Hamstring lengthening procedures are commonly performed on children with cerebral palsy (CP) to improve gait. The purpose of this study was to determine the efficacy of percutaneous hamstring tenotomy surgery for children with ambulatory CP.
In this retrospective study, subjects were included if they had a diagnosis of CP and had computerized gait analysis data collected before and after surgery. Subjects were not included in the study if they had any open hamstring lengthening on the same side. Other concomitant lower extremity surgeries were not exclusionary. Short- and long-term follow-up groups were established: if the time from their surgery to their gait laboratory was less than 18 months, they were placed in the short-term follow-up group, and if the time from their surgery to their gait laboratory was greater than 18 months, they were placed in the long-term follow-up group.

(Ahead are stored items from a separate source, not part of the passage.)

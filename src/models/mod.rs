pub mod link;

pub use link::{Link, LinkPatch, NewLinkRecord};
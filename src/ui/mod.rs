pub mod editor;
pub mod focus;
pub mod projection;
pub mod sanitize;
pub mod state;

pub use editor::{Confirm, FormSubmission, LinkEditor};
pub use focus::{FocusController, FocusTarget, ModalDialog};
pub use projection::{EditForm, Projection};
pub use state::{FormData, LinkAppState};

The results demonstrated that for short- and long-term groups on preoperative to postoperative analysis, there was significantly improved knee extension at initial contact, increased velocity, increased stride length, improved overall gait as indicated by a decrease in a 16 variable multivariate index (Gillette Gait Index), and a decreased popliteal angle. For the short-term group only, additional significant findings included increased peak knee extension in stance and reduced plantar flexion at initial contact. The absolute values of peak knee extension in stance and plantar flexion at initial contact were equivalent at follow-up for the short- and long-term groups. Increased anterior pelvic tilt was also significant for the short-term follow-up group only.
The findings of this study demonstrate that the minimally invasive technique of percutaneous hamstring tenotomy is effective in improving key dynamic gait parameters for individuals with CP for a short period, and these benefits are maintained in the long term.